-- STORED DATA follows --
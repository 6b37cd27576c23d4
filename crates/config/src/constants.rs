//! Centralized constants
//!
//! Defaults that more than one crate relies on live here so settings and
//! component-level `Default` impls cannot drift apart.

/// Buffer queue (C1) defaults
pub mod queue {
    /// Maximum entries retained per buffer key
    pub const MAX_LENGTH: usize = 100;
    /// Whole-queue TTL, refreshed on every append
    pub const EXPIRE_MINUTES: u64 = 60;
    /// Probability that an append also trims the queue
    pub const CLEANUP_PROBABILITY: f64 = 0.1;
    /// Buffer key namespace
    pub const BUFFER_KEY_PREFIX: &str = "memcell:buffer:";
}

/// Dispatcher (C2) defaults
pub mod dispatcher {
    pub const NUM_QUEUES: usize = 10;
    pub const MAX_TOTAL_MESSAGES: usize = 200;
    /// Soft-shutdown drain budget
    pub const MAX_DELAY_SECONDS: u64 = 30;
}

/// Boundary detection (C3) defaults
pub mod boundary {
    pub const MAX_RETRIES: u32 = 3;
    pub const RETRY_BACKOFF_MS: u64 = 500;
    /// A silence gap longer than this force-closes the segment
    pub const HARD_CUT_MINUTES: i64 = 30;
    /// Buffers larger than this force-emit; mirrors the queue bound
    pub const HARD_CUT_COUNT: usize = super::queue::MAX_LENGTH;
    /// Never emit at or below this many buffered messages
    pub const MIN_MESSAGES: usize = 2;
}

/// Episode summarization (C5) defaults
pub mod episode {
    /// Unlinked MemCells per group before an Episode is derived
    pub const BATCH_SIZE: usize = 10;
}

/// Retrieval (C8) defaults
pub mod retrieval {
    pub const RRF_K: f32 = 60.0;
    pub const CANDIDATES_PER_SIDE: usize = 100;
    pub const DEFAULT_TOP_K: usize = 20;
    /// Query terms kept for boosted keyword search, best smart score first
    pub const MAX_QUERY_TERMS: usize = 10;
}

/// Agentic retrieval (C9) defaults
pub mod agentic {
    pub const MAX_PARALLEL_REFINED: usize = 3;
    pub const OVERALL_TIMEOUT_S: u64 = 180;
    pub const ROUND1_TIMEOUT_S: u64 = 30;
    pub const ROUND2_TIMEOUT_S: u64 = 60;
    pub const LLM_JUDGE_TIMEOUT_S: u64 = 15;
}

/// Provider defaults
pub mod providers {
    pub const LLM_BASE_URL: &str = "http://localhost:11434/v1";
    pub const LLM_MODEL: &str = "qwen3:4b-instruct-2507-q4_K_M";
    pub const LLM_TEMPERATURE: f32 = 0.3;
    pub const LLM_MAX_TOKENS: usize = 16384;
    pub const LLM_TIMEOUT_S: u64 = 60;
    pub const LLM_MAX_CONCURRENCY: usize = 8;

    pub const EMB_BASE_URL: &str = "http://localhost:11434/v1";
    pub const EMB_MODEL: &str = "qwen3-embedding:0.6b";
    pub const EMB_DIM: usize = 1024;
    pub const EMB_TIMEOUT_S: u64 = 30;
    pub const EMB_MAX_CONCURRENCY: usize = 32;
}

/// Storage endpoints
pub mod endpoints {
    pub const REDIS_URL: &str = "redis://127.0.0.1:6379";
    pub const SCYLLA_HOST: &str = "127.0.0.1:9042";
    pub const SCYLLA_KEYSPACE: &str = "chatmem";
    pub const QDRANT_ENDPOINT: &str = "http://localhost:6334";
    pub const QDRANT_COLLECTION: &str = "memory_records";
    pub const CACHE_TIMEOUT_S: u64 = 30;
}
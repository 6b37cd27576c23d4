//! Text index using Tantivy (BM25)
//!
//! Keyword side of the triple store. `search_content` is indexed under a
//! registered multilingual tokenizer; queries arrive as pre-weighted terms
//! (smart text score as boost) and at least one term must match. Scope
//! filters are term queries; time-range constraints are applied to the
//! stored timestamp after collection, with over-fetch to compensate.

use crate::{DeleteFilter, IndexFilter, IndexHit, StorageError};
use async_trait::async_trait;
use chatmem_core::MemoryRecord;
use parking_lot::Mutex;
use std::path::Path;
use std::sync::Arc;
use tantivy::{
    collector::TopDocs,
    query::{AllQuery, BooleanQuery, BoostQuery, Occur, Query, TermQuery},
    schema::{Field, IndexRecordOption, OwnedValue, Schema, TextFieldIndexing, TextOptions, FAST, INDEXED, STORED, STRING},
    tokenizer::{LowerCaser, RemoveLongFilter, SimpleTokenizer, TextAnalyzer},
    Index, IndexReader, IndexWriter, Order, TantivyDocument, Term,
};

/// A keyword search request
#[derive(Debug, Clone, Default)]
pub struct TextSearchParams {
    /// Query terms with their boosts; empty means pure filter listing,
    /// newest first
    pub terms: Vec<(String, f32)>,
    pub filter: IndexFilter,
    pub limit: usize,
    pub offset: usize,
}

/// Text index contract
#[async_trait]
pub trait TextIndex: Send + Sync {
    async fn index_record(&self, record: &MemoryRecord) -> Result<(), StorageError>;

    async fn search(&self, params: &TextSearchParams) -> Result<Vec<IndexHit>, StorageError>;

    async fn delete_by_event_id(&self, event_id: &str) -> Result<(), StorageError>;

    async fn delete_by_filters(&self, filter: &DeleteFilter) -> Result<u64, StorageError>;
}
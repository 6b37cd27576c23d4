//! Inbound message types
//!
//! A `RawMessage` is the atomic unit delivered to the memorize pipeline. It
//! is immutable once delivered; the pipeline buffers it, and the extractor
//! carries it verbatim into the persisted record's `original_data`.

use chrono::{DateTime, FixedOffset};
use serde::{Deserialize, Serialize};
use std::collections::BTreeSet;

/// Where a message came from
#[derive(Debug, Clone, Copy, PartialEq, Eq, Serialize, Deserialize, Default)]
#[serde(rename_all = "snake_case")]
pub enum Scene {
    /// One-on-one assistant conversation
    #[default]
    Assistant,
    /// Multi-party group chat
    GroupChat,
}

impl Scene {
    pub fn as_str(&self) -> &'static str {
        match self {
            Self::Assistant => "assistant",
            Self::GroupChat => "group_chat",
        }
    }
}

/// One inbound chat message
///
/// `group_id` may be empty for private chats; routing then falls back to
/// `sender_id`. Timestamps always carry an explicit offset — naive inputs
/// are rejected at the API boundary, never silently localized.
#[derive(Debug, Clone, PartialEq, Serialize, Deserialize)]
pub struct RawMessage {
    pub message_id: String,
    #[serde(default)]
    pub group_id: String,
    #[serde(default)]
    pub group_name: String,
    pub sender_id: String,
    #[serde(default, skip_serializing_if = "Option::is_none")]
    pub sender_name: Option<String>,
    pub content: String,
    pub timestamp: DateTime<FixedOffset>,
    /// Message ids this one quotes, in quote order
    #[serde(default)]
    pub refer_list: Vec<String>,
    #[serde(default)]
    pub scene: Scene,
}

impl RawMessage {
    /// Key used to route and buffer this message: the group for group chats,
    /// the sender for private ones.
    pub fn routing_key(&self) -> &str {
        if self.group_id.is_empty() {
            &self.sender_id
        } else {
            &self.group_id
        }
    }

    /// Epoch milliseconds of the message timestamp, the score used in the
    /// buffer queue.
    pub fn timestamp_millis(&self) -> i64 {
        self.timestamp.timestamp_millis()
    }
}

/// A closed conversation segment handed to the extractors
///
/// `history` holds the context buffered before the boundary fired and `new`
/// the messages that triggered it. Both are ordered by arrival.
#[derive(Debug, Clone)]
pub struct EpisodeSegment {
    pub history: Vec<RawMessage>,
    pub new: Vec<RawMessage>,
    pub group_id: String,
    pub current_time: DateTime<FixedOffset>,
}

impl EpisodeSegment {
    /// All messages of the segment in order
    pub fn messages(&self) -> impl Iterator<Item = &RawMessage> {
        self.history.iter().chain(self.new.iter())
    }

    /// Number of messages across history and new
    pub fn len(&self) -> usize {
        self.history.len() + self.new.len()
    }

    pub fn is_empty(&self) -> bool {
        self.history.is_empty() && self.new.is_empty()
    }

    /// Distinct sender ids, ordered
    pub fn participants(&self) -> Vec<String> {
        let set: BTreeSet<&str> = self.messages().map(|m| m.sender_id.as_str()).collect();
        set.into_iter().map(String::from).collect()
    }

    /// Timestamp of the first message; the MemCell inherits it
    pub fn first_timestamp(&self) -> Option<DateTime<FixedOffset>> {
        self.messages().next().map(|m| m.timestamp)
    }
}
-- STORED DATA concluded --
-- STORED DATA follows --
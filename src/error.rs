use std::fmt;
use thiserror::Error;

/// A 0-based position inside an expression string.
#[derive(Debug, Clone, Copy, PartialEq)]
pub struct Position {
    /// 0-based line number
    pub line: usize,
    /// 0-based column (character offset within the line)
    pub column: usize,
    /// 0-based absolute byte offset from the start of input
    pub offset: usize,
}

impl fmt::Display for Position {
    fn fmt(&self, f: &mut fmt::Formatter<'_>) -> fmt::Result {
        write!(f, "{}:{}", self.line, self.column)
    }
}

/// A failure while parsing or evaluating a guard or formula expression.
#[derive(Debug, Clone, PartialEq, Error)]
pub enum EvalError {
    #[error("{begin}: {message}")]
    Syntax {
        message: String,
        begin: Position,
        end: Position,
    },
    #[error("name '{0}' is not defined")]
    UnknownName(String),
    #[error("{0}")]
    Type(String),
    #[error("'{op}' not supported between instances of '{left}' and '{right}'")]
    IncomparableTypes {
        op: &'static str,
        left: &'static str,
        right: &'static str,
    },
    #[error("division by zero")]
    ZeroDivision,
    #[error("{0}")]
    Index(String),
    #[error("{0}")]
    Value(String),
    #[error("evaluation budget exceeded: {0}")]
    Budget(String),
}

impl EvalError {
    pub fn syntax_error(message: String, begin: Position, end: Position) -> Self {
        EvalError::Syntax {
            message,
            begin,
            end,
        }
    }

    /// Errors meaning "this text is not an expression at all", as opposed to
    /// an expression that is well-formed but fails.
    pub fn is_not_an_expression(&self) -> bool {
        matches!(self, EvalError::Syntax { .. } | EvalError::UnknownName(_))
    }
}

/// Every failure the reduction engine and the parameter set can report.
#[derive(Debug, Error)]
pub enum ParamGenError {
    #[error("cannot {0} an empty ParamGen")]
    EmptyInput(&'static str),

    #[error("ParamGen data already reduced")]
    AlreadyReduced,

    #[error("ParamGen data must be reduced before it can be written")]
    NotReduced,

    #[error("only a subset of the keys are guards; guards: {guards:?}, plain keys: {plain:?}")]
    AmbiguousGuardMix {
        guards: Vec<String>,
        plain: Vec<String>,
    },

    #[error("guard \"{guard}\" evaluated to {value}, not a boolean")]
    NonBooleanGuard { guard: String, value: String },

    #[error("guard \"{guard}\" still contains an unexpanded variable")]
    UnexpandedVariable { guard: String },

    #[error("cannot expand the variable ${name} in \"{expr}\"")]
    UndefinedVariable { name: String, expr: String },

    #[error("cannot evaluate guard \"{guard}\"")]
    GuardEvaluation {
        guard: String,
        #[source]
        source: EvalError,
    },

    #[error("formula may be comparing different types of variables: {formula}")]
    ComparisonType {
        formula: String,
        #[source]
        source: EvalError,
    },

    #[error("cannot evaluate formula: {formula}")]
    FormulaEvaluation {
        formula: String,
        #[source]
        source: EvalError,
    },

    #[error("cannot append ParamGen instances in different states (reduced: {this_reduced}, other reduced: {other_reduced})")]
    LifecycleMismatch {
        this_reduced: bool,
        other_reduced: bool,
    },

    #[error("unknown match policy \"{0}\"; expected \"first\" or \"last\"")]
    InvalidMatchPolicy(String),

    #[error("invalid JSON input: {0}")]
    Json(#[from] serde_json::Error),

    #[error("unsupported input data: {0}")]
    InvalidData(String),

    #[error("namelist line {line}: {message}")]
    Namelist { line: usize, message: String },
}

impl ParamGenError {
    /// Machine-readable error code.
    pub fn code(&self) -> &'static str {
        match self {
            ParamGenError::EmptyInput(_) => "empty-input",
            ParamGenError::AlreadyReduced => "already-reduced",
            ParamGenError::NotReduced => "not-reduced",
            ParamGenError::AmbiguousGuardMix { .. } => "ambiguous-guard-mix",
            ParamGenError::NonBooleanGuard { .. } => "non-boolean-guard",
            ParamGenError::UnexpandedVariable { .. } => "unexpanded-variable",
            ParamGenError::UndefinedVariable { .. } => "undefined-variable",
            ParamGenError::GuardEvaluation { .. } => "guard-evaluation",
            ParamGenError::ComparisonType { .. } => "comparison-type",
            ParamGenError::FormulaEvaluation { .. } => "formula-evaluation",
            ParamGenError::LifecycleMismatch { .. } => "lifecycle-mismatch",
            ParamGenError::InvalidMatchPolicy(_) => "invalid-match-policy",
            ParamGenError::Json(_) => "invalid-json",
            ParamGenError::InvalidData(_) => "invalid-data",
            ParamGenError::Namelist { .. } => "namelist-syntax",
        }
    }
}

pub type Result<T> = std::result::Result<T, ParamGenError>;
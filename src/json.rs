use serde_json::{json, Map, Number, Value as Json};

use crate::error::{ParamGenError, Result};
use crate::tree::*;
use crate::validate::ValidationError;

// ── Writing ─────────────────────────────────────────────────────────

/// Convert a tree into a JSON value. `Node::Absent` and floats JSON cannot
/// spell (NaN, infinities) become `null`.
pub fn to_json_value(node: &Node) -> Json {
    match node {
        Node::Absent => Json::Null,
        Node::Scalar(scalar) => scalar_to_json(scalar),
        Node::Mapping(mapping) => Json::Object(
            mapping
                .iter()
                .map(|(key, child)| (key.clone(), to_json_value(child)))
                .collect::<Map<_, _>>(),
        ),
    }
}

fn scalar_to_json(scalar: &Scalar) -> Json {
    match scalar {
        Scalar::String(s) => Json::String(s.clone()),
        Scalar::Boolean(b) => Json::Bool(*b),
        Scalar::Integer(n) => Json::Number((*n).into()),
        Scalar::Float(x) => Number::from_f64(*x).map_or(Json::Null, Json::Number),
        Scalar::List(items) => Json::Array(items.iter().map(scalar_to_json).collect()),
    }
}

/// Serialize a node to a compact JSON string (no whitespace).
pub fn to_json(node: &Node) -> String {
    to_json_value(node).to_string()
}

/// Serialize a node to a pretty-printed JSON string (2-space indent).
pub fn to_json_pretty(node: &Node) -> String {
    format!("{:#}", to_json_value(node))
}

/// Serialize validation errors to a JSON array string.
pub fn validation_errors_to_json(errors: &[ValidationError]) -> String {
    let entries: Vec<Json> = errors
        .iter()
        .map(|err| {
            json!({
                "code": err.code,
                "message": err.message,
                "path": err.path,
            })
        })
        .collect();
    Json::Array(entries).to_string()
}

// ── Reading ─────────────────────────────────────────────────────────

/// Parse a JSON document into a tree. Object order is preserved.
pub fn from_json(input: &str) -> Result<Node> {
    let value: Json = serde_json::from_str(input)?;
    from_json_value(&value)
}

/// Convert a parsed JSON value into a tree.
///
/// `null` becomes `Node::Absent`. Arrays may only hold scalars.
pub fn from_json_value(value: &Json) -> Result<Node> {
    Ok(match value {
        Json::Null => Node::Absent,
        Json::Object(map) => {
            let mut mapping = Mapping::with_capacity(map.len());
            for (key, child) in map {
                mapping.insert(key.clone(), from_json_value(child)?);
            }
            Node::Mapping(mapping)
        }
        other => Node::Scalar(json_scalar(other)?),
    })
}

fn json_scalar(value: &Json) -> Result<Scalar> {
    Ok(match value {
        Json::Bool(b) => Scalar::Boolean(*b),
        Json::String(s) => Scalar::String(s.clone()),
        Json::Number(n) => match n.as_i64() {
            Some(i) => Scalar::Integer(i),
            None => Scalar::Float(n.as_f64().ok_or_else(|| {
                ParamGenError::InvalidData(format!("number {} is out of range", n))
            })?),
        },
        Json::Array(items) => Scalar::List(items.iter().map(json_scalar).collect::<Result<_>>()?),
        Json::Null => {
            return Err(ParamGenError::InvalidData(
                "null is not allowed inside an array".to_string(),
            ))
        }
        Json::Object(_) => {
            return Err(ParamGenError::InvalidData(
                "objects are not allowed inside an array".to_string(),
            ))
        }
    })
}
-- STORED DATA concluded --
_PROBLEM DESCRIPTION_. Copy out each line of the data above, exactly, if it lies between the line holding "so settings and" and the line holding "pub const MAX_LENGTH: usize = 100;", inclusive; copy no other line.

_RESPONSE BOX_.
//! Defaults that more than one crate relies on live here so settings and
//! component-level `Default` impls cannot drift apart.

/// Buffer queue (C1) defaults
pub mod queue {
    /// Maximum entries retained per buffer key
    pub const MAX_LENGTH: usize = 100;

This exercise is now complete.